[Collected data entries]

>>

//! Editor model for debugging questions.
//!
//! A debugging question hands the learner buggy code in which the first
//! `read_only_top` and the last `read_only_bottom` lines are locked. When the
//! code ends with a newline, the empty line after it belongs to the bottom
//! lock as well. Lines are indexed from 0.

use std::ops::Range;

use crate::error::EditError;

#[derive(Debug, Clone, PartialEq, Eq)]
pub struct DebuggingEditor {
    initial_code: String,
    lines: Vec<String>,
    read_only_top: usize,
    read_only_bottom: usize,
}

fn split_lines(code: &str) -> Vec<String> {
    code.split('\n').map(str::to_owned).collect()
}

impl DebuggingEditor {
    pub fn new(initial_code: impl Into<String>, read_only_top: usize, read_only_bottom: usize) -> Self {
        let initial_code = initial_code.into();
        Self {
            lines: split_lines(&initial_code),
            initial_code,
            read_only_top,
            read_only_bottom,
        }
    }

    pub fn value(&self) -> String {
        self.lines.join("\n")
    }

    pub fn initial_code(&self) -> &str {
        &self.initial_code
    }

    pub fn line_count(&self) -> usize {
        self.lines.len()
    }

    pub fn line(&self, index: usize) -> Option<&str> {
        self.lines.get(index).map(String::as_str)
    }

    /// Lines before the trailing empty line, if there is one.
    fn content_len(&self) -> usize {
        match self.lines.last() {
            Some(last) if last.is_empty() && self.lines.len() > 1 => self.lines.len() - 1,
            _ => self.lines.len(),
        }
    }

    /// Indices of the lines the learner may change.
    pub fn editable_range(&self) -> Range<usize> {
        let end = self.content_len().saturating_sub(self.read_only_bottom);
        let start = self.read_only_top.min(end);
        start..end
    }

    pub fn is_line_editable(&self, index: usize) -> bool {
        self.editable_range().contains(&index)
    }

    /// Replace line `index` with `text`, which may span several lines.
    pub fn replace_line(&mut self, index: usize, text: &str) -> Result<(), EditError> {
        self.check_in_document(index)?;
        if !self.is_line_editable(index) {
            return Err(EditError::ReadOnlyLine { line: index });
        }
        self.lines.splice(index..=index, split_lines(text));
        Ok(())
    }

    /// Insert `text` before line `index`. Inserting right after the last
    /// editable line is allowed.
    pub fn insert_lines(&mut self, index: usize, text: &str) -> Result<(), EditError> {
        if index > self.lines.len() {
            return Err(EditError::OutOfRange {
                line: index,
                len: self.lines.len(),
            });
        }
        let editable = self.editable_range();
        if index < editable.start || index > editable.end {
            return Err(EditError::ReadOnlyLine { line: index });
        }
        self.lines.splice(index..index, split_lines(text));
        Ok(())
    }

    pub fn remove_line(&mut self, index: usize) -> Result<(), EditError> {
        self.check_in_document(index)?;
        if !self.is_line_editable(index) {
            return Err(EditError::ReadOnlyLine { line: index });
        }
        self.lines.remove(index);
        Ok(())
    }

    /// Load a previous attempt. It must keep the locked lines of the
    /// initial code unchanged.
    pub fn restore(&mut self, code: &str) -> Result<(), EditError> {
        let candidate = Self::new(self.initial_code.clone(), self.read_only_top, self.read_only_bottom);
        let attempt = split_lines(code);
        let top = candidate.editable_range().start;
        let bottom = &candidate.lines[candidate.editable_range().end..];

        let top_kept = attempt.len() >= top && attempt[..top] == candidate.lines[..top];
        let bottom_kept = attempt.len() >= top + bottom.len() && attempt.ends_with(bottom);
        if !(top_kept && bottom_kept) {
            return Err(EditError::LockedRegionChanged);
        }
        self.lines = attempt;
        Ok(())
    }

    pub fn reset_to_initial(&mut self) {
        self.lines = split_lines(&self.initial_code);
    }

    fn check_in_document(&self, index: usize) -> Result<(), EditError> {
        if index >= self.lines.len() {
            return Err(EditError::OutOfRange {
                line: index,
                len: self.lines.len(),
            });
        }
        Ok(())
    }
}

// ── Tests ─────────────────────────────────────────────────────────────────────

#[cfg(test)]
mod tests {
    use super::*;

    const CODE: &str = "def total(items):\n    result = 1\n    for i in items:\n        result += i\n    return result\nprint(total([1, 2]))\n";

    fn editor() -> DebuggingEditor {
        DebuggingEditor::new(CODE, 1, 1)
    }

    // (1) top line, last content line and the trailing empty line are locked
    #[test]
    fn test_locked_ranges() {
        let e = editor();
        assert_eq!(e.line_count(), 7);
        assert_eq!(e.editable_range(), 1..5);
        assert!(!e.is_line_editable(0));
        assert!(e.is_line_editable(1));
        assert!(e.is_line_editable(4));
        assert!(!e.is_line_editable(5));
        assert!(!e.is_line_editable(6));
    }

    // (2) edits inside the unlocked middle succeed
    #[test]
    fn test_fix_the_bug() {
        let mut e = editor();
        e.replace_line(1, "    result = 0").unwrap();
        assert!(e.value().contains("result = 0"));
        assert!(e.value().ends_with("print(total([1, 2]))\n"));
    }

    // (3) edits to locked lines fail
    #[test]
    fn test_locked_edits_rejected() {
        let mut e = editor();
        assert_eq!(
            e.replace_line(0, "def total(xs):"),
            Err(EditError::ReadOnlyLine { line: 0 })
        );
        assert_eq!(e.remove_line(5), Err(EditError::ReadOnlyLine { line: 5 }));
        assert_eq!(
            e.insert_lines(0, "import os"),
            Err(EditError::ReadOnlyLine { line: 0 })
        );
        assert_eq!(
            e.replace_line(40, "x"),
            Err(EditError::OutOfRange { line: 40, len: 7 })
        );
        assert_eq!(e.value(), CODE);
    }

    // (4) insertions shift the bottom lock with the code
    #[test]
    fn test_insert_keeps_bottom_locked() {
        let mut e = editor();
        e.insert_lines(5, "    # done").unwrap();
        assert_eq!(e.editable_range(), 1..6);
        assert_eq!(e.line(6), Some("print(total([1, 2]))"));
        assert!(!e.is_line_editable(6));
    }

    // (5) reset restores the initial code
    #[test]
    fn test_reset_to_initial() {
        let mut e = editor();
        e.replace_line(2, "    pass").unwrap();
        e.reset_to_initial();
        assert_eq!(e.value(), CODE);
    }

    // (6) restoring an attempt checks the locks
    #[test]
    fn test_restore() {
        let mut e = editor();
        let fixed = CODE.replace("result = 1", "result = 0");
        e.restore(&fixed).unwrap();
        assert_eq!(e.value(), fixed);

        let tampered = CODE.replace("print(total([1, 2]))", "print(6)");
        assert_eq!(e.restore(&tampered), Err(EditError::LockedRegionChanged));
        assert_eq!(e.value(), fixed);
    }

    // (7) no locks: everything is editable
    #[test]
    fn test_no_locks() {
        let e = DebuggingEditor::new("a\nb", 0, 0);
        assert_eq!(e.editable_range(), 0..2);
    }
}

<<

Work item>
Print all the data exactly.

Your solution>
//! Editor model for debugging questions.
//!
//! A debugging question hands the learner buggy code in which the first
//! `read_only_top` and the last `read_only_bottom` lines are locked. When the
//! code ends with a newline, the empty line after it belongs to the bottom
//! lock as well. Lines are indexed from 0.

use std::ops::Range;

use crate::error::EditError;

#[derive(Debug, Clone, PartialEq, Eq)]
pub struct DebuggingEditor {
    initial_code: String,
    lines: Vec<String>,
    read_only_top: usize,
    read_only_bottom: usize,
}

fn split_lines(code: &str) -> Vec<String> {
    code.split('\n').map(str::to_owned).collect()
}

impl DebuggingEditor {
    pub fn new(initial_code: impl Into<String>, read_only_top: usize, read_only_bottom: usize) -> Self {
        let initial_code = initial_code.into();
        Self {
            lines: split_lines(&initial_code),
            initial_code,
            read_only_top,
            read_only_bottom,
        }
    }

    pub fn value(&self) -> String {
        self.lines.join("\n")
    }

    pub fn initial_code(&self) -> &str {
        &self.initial_code
    }

    pub fn line_count(&self) -> usize {
        self.lines.len()
    }

    pub fn line(&self, index: usize) -> Option<&str> {
        self.lines.get(index).map(String::as_str)
    }

    /// Lines before the trailing empty line, if there is one.
    fn content_len(&self) -> usize {
        match self.lines.last() {
            Some(last) if last.is_empty() && self.lines.len() > 1 => self.lines.len() - 1,
            _ => self.lines.len(),
        }
    }

    /// Indices of the lines the learner may change.
    pub fn editable_range(&self) -> Range<usize> {
        let end = self.content_len().saturating_sub(self.read_only_bottom);
        let start = self.read_only_top.min(end);
        start..end
    }

    pub fn is_line_editable(&self, index: usize) -> bool {
        self.editable_range().contains(&index)
    }

    /// Replace line `index` with `text`, which may span several lines.
    pub fn replace_line(&mut self, index: usize, text: &str) -> Result<(), EditError> {
        self.check_in_document(index)?;
        if !self.is_line_editable(index) {
            return Err(EditError::ReadOnlyLine { line: index });
        }
        self.lines.splice(index..=index, split_lines(text));
        Ok(())
    }

    /// Insert `text` before line `index`. Inserting right after the last
    /// editable line is allowed.
    pub fn insert_lines(&mut self, index: usize, text: &str) -> Result<(), EditError> {
        if index > self.lines.len() {
            return Err(EditError::OutOfRange {
                line: index,
                len: self.lines.len(),
            });
        }
        let editable = self.editable_range();
        if index < editable.start || index > editable.end {
            return Err(EditError::ReadOnlyLine { line: index });
        }
        self.lines.splice(index..index, split_lines(text));
        Ok(())
    }

    pub fn remove_line(&mut self, index: usize) -> Result<(), EditError> {
        self.check_in_document(index)?;
        if !self.is_line_editable(index) {
            return Err(EditError::ReadOnlyLine { line: index });
        }
        self.lines.remove(index);
        Ok(())
    }

    /// Load a previous attempt. It must keep the locked lines of the
    /// initial code unchanged.
    pub fn restore(&mut self, code: &str) -> Result<(), EditError> {
        let candidate = Self::new(self.initial_code.clone(), self.read_only_top, self.read_only_bottom);
        let attempt = split_lines(code);
        let top = candidate.editable_range().start;
        let bottom = &candidate.lines[candidate.editable_range().end..];

        let top_kept = attempt.len() >= top && attempt[..top] == candidate.lines[..top];
        let bottom_kept = attempt.len() >= top + bottom.len() && attempt.ends_with(bottom);
        if !(top_kept && bottom_kept) {
            return Err(EditError::LockedRegionChanged);
        }
        self.lines = attempt;
        Ok(())
    }

    pub fn reset_to_initial(&mut self) {
        self.lines = split_lines(&self.initial_code);
    }

    fn check_in_document(&self, index: usize) -> Result<(), EditError> {
        if index >= self.lines.len() {
            return Err(EditError::OutOfRange {
                line: index,
                len: self.lines.len(),
            });
        }
        Ok(())
    }
}

// ── Tests ─────────────────────────────────────────────────────────────────────

#[cfg(test)]
mod tests {
    use super::*;

    const CODE: &str = "def total(items):\n    result = 1\n    for i in items:\n        result += i\n    return result\nprint(total([1, 2]))\n";

    fn editor() -> DebuggingEditor {
        DebuggingEditor::new(CODE, 1, 1)
    }

    // (1) top line, last content line and the trailing empty line are locked
    #[test]
    fn test_locked_ranges() {
        let e = editor();
        assert_eq!(e.line_count(), 7);
        assert_eq!(e.editable_range(), 1..5);
        assert!(!e.is_line_editable(0));
        assert!(e.is_line_editable(1));
        assert!(e.is_line_editable(4));
        assert!(!e.is_line_editable(5));
        assert!(!e.is_line_editable(6));
    }

    // (2) edits inside the unlocked middle succeed
    #[test]
    fn test_fix_the_bug() {
        let mut e = editor();
        e.replace_line(1, "    result = 0").unwrap();
        assert!(e.value().contains("result = 0"));
        assert!(e.value().ends_with("print(total([1, 2]))\n"));
    }

    // (3) edits to locked lines fail
    #[test]
    fn test_locked_edits_rejected() {
        let mut e = editor();
        assert_eq!(
            e.replace_line(0, "def total(xs):"),
            Err(EditError::ReadOnlyLine { line: 0 })
        );
        assert_eq!(e.remove_line(5), Err(EditError::ReadOnlyLine { line: 5 }));
        assert_eq!(
            e.insert_lines(0, "import os"),
            Err(EditError::ReadOnlyLine { line: 0 })
        );
        assert_eq!(
            e.replace_line(40, "x"),
            Err(EditError::OutOfRange { line: 40, len: 7 })
        );
        assert_eq!(e.value(), CODE);
    }

    // (4) insertions shift the bottom lock with the code
    #[test]
    fn test_insert_keeps_bottom_locked() {
        let mut e = editor();
        e.insert_lines(5, "    # done").unwrap();
        assert_eq!(e.editable_range(), 1..6);
        assert_eq!(e.line(6), Some("print(total([1, 2]))"));
        assert!(!e.is_line_editable(6));
    }

    // (5) reset restores the initial code
    #[test]
    fn test_reset_to_initial() {
        let mut e = editor();
        e.replace_line(2, "    pass").unwrap();
        e.reset_to_initial();
        assert_eq!(e.value(), CODE);
    }

    // (6) restoring an attempt checks the locks
    #[test]
    fn test_restore() {
        let mut e = editor();
        let fixed = CODE.replace("result = 1", "result = 0");
        e.restore(&fixed).unwrap();
        assert_eq!(e.value(), fixed);

        let tampered = CODE.replace("print(total([1, 2]))", "print(6)");
        assert_eq!(e.restore(&tampered), Err(EditError::LockedRegionChanged));
        assert_eq!(e.value(), fixed);
    }

    // (7) no locks: everything is editable
    #[test]
    fn test_no_locks() {
        let e = DebuggingEditor::new("a\nb", 0, 0);
        assert_eq!(e.editable_range(), 0..2);
    }
}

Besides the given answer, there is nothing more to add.